Conversión obtenida a través del Rosario

rosario

Un santo sacerdote, el Padre Clement, fue llamado cerca de la media noche para escuchar la confesión de un joven duque que acababa de sufrir un ataque de apoplejía. Se apresuró a llegar a la casa, cuyos moradores estaban sumergidos en la confusión, mientras los médicos trataban en vano de hacer reaccionar al paciente en coma. La noche transcurrió en medio de la angustia.

Al amanecer, el sacerdote acudió a una iglesia a celebrar la Santa Misa en una capilla dedicada a la Santísima Virgen. Justo cuando terminó la Misa, se le acercó un sirviente para decirle que su amo había recobrado la consciencia. Cuánto se alegró el sacerdote, al encontrar al joven -tristemente famoso por su vida disipada- penetrado por un hondo sentimiento de contrición, suplicando la misericordia de Dios más con sus lágrimas que con sus palabras, ofreciendo su vida en expiación de sus pecados.

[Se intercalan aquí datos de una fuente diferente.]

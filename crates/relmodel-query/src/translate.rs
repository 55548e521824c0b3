//! `$field` reference translation.
//!
//! Query text refers to fields symbolically:
//!
//! - `$email` is a field of the queried entity, rendered `pers.email`;
//! - `$city-name` is field `name` reached through relation `city`,
//!   rendered with the relation's join alias;
//! - `$_Id` (the configured identity name) is the entity's identity
//!   expression, a single column or a `CONCAT_WS` of several.
//!
//! Every relation referenced is recorded so the query joins exactly those
//! relations and their ancestors.

use regex::{Captures, Regex};
use relmodel_core::{Dialect, Error, Result};
use relmodel_schema::{Entity, Model};
use std::collections::BTreeSet;
use std::sync::OnceLock;

fn reference_regex() -> &'static Regex {
    static RE: OnceLock<Regex> = OnceLock::new();
    RE.get_or_init(|| {
        Regex::new(r"\$([A-Za-z_][A-Za-z0-9_]*)(?:-([A-Za-z_][A-Za-z0-9_]*))?")
            .unwrap_or_else(|e| unreachable!("reference pattern is valid: {e}"))
    })
}

/// Resolves `$` references against one entity.
#[derive(Debug, Clone)]
pub struct Translator<'m> {
    model: &'m Model,
    entity: &'m Entity,
    dialect: Dialect,
    used: BTreeSet<String>,
}

impl<'m> Translator<'m> {
    pub fn new(model: &'m Model, entity: &str, dialect: Dialect) -> Result<Self> {
        Ok(Self {
            model,
            entity: model.entity(entity)?,
            dialect,
            used: BTreeSet::new(),
        })
    }

    pub fn entity(&self) -> &'m Entity {
        self.entity
    }

    pub fn dialect(&self) -> Dialect {
        self.dialect
    }

    /// Relation ids referenced so far.
    pub fn used_relations(&self) -> &BTreeSet<String> {
        &self.used
    }

    /// Replace every `$` reference in `text`.
    pub fn translate(&mut self, text: &str) -> Result<String> {
        let mut out = String::with_capacity(text.len());
        let mut last = 0;
        for caps in reference_regex().captures_iter(text) {
            let whole = caps.get(0).map_or(0..0, |m| m.range());
            out.push_str(&text[last..whole.start]);
            out.push_str(&self.resolve(&caps)?);
            last = whole.end;
        }
        out.push_str(&text[last..]);
        Ok(out)
    }

    /// Translate a comma separated list of select items.
    ///
    /// An item that is exactly one relation or identity reference gets a
    /// label, so `$city-name` is selected as `[city-name]`.
    pub fn translate_items(&mut self, text: &str) -> Result<Vec<String>> {
        split_top_level(text)
            .into_iter()
            .map(|item| self.translate_item(item))
            .collect()
    }

    fn translate_item(&mut self, item: &str) -> Result<String> {
        let item = item.trim();
        let translated = self.translate(item)?;
        let Some(caps) = reference_regex().captures(item) else {
            return Ok(translated);
        };
        let whole = caps.get(0).map_or("", |m| m.as_str());
        let is_relation = caps.get(2).is_some();
        let is_id = caps.get(1).is_some_and(|m| m.as_str() == self.model.id_name());
        if whole == item && (is_relation || is_id) {
            let label = &item[1..];
            Ok(format!("{translated} AS {}", self.dialect.quote_identifier(label)))
        } else {
            Ok(translated)
        }
    }

    fn resolve(&mut self, caps: &Captures<'_>) -> Result<String> {
        let first = caps.get(1).map_or("", |m| m.as_str());
        match caps.get(2) {
            None => self.column(self.entity, &self.entity.alias, first),
            Some(field) => {
                let relation = self.entity.relations.get(first).ok_or_else(|| {
                    Error::UnknownRelation {
                        entity: self.entity.name.clone(),
                        relation: first.to_string(),
                    }
                })?;
                let target = self.model.entity(&relation.ref_entity_name)?;
                let expr = self.column(target, &relation.alias, field.as_str())?;
                self.used.insert(first.to_string());
                Ok(expr)
            }
        }
    }

    /// `alias.field`, or the identity expression for the identity name.
    fn column(&self, entity: &Entity, alias: &str, field: &str) -> Result<String> {
        if field == self.model.id_name() {
            return Ok(self.identity_expr(entity, alias));
        }
        let f = self.model.field(&entity.name, field)?;
        if !f.persisted {
            return Err(Error::usage(format!(
                "field '{}.{field}' has no column",
                entity.name
            )));
        }
        Ok(format!("{alias}.{field}"))
    }

    /// Identity of `entity` under `alias`.
    pub fn identity_expr(&self, entity: &Entity, alias: &str) -> String {
        match entity.id.as_slice() {
            [single] => format!("{alias}.{single}"),
            many => {
                let exprs: Vec<String> = many.iter().map(|f| format!("{alias}.{f}")).collect();
                self.dialect.concat_ws(self.model.concat(), &exprs)
            }
        }
    }

    /// `LEFT JOIN` clauses for the referenced relations and their
    /// ancestors, parents before children.
    pub fn joins(&self) -> Result<String> {
        let mut needed: BTreeSet<(usize, &str)> = BTreeSet::new();
        for id in &self.used {
            let path = self.entity.relation_path(id).ok_or_else(|| Error::UnknownRelation {
                entity: self.entity.name.clone(),
                relation: id.clone(),
            })?;
            for (depth, rid) in path.into_iter().enumerate() {
                needed.insert((depth, rid));
            }
        }

        let mut sql = String::new();
        for (_, id) in needed {
            let relation = &self.entity.relations[id];
            let parent_alias = match &relation.parent_id {
                Some(parent) => self.entity.relations[parent].alias.as_str(),
                None => self.entity.alias.as_str(),
            };
            sql.push_str(&format!(
                "LEFT JOIN {} AS {} ON ({}.{} = {}.{})\n",
                relation.ref_entity_name,
                relation.alias,
                parent_alias,
                relation.field_name,
                relation.alias,
                relation.ref_field_name
            ));
        }
        Ok(sql)
    }
}

/// Split on commas outside parentheses and quotes.
pub fn split_top_level(text: &str) -> Vec<&str> {
    let mut items = Vec::new();
    let mut depth = 0i32;
    let mut quoted = false;
    let mut start = 0;
    for (i, ch) in text.char_indices() {
        match ch {
            '\'' => quoted = !quoted,
            '(' if !quoted => depth += 1,
            ')' if !quoted => depth -= 1,
            ',' if !quoted && depth == 0 => {
                items.push(&text[start..i]);
                start = i + 1;
            }
            _ => {}
        }
    }
    items.push(&text[start..]);
    items.into_iter().filter(|s| !s.trim().is_empty()).collect()
}

/// Whitespace-insensitive form used to compare select items.
pub fn normalize(item: &str) -> String {
    item.split_whitespace().collect::<Vec<_>>().join(" ").to_ascii_lowercase()
}

#[cfg(test)]
mod tests {
    use super::*;
    use crate::test_support::school;

    #[test]
    fn test_plain_field() {
        let model = school();
        let mut t = Translator::new(&model, "person", Dialect::SqlServer).unwrap();
        assert_eq!(t.translate("$email = @0").unwrap(), "pers.email = @0");
        assert!(t.used_relations().is_empty());
    }

    #[test]
    fn test_unknown_field_is_rejected() {
        let model = school();
        let mut t = Translator::new(&model, "person", Dialect::SqlServer).unwrap();
        assert!(matches!(
            t.translate("$nope = 1"),
            Err(Error::UnknownField { .. })
        ));
        assert!(matches!(
            t.translate("$nope-name = 1"),
            Err(Error::UnknownRelation { .. })
        ));
    }

    #[test]
    fn test_relation_field_and_joins() {
        let model = school();
        let mut t = Translator::new(&model, "student", Dialect::SqlServer).unwrap();
        let sql = t.translate("$person__city-name LIKE @0").unwrap();
        let city = &model.entity("student").unwrap().relations["person__city"];
        assert_eq!(sql, format!("{}.name LIKE @0", city.alias));

        let joins = t.joins().unwrap();
        let lines: Vec<&str> = joins.lines().collect();
        assert_eq!(lines.len(), 2);
        assert!(lines[0].starts_with("LEFT JOIN person AS "));
        assert!(lines[0].contains("(stud.person = "));
        assert!(lines[1].starts_with(&format!("LEFT JOIN city AS {}", city.alias)));
    }

    #[test]
    fn test_identity_expressions() {
        let model = school();
        let mut t = Translator::new(&model, "grade", Dialect::MySql).unwrap();
        assert_eq!(
            t.translate("$_Id").unwrap(),
            "CONCAT_WS('~', grad.student, grad.course)"
        );
        let mut t = Translator::new(&model, "person", Dialect::MySql).unwrap();
        assert_eq!(t.translate("$_Id").unwrap(), "pers.id");
    }

    #[test]
    fn test_items_get_labels() {
        let model = school();
        let mut t = Translator::new(&model, "student", Dialect::SqlServer).unwrap();
        let items = t
            .translate_items("$id, $person-email, COALESCE($person-name, ''), $_Id")
            .unwrap();
        let per = &model.entity("student").unwrap().relations["person"].alias;
        assert_eq!(items[0], "stud.id");
        assert_eq!(items[1], format!("{per}.email AS [person-email]"));
        assert_eq!(items[2], format!("COALESCE({per}.name, '')"));
        assert_eq!(items[3], "stud.id AS [_Id]");
    }

    #[test]
    fn test_virtual_field_has_no_column() {
        let model = school();
        let mut t = Translator::new(&model, "person", Dialect::SqlServer).unwrap();
        assert!(matches!(t.translate("$label"), Err(Error::Usage(_))));
    }

    #[test]
    fn test_split_top_level() {
        assert_eq!(
            split_top_level("a, CONCAT(b, ','), c"),
            vec!["a", " CONCAT(b, ',')", " c"]
        );
        assert_eq!(normalize("  Pers.Name\n DESC"), "pers.name desc");
    }
}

El Rosario es también un itinerario de anuncio y de profundización, en el que el misterio de Cristo es presentado continuamente en los diversos aspectos de la experiencia cristiana. Es una presentación orante y contemplativa, que trata de modelar al cristiano según el Corazón de Cristo.
(Rosarium Virgins Mariae, n°17)

Fue con esta disposición que el enfermo se confesó y pidió el Viático. El confesor, impresionado, preguntó al penitente qué habría motivado a Nuestro Señor para realizar en su favor tan grande prodigio de misericordia. “Ay, Padre,” replicó el enfermo con la voz entrecortada, “¿qué más podría haber influido en Jesús sino la misericordia misma obtenida por sus oraciones y quizá por las de mi madre ya fallecida.” Esa buena señora, tenida en alta estima por todos a causa de su piedad, antes de morir llamó a su hijo único y le dijo: “Te dejo, hijo mío, un gran título y una gran propiedad, pero te exhorto a preservar más que esto el título de auténtico cristiano. ¡Cuántos peligros te acecharán en el futuro! En cuantos excesos seguramente te precipitará la gran fortuna que estás por recibir. Yo moriré pronto y no podré hacer nada para evitarlo... Te dejo bajo la protección de la Santísima Virgen. Le imploro que ocupe el lugar de Madre para ti. Hijo mío, si algún recuerdo guardarás de mí en lo que te reste de vida, si deseas mostrar algún signo de apego a tu madre que tanto te ama, prométeme que harás lo único que quiero pedirte; te costará muy poco: reza el Rosario cada día.”

“Yo le prometí que lo haría de todo corazón,” dijo el enfermo a su confesor, “y he rezado regularmente el Rosario. En estos últimos diez años fue mi único acto de piedad.” Al confesor no le cupo la menor duda de que fue la Madre de Dios quien le alcanzó la misericordia de Nuestro Señor. Así que exhortó al joven a redoblar su confianza en su sublime Benefactora y no lo abandonó hasta que exhaló su último suspiro.